=== WORK ITEM ===
Check each line of the material below for "storage", then copy the ones that contain it.

=== INFORMATION PROVIDED ===
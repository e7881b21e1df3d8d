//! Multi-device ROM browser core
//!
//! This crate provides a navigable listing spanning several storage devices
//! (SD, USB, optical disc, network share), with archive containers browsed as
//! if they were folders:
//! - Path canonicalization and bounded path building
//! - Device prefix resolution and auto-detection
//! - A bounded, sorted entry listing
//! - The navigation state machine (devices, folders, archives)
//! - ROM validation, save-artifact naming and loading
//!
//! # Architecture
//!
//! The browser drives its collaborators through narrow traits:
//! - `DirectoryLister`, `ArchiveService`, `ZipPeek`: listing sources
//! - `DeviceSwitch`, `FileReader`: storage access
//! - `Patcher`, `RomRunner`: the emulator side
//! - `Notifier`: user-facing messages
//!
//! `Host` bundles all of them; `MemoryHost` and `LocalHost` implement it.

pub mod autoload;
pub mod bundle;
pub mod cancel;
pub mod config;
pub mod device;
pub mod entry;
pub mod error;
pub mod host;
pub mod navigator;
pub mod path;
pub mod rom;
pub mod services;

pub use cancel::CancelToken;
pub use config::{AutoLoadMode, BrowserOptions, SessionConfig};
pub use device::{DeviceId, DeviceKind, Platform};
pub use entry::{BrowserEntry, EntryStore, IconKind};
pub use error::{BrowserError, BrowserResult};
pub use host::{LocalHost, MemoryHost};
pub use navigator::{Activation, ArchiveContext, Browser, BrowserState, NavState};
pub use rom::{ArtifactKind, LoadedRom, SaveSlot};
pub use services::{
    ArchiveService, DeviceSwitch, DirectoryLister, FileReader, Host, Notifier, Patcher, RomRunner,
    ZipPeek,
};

=== TASK ANSWER ===
//! This crate provides a navigable listing spanning several storage devices
//! - `DeviceSwitch`, `FileReader`: storage access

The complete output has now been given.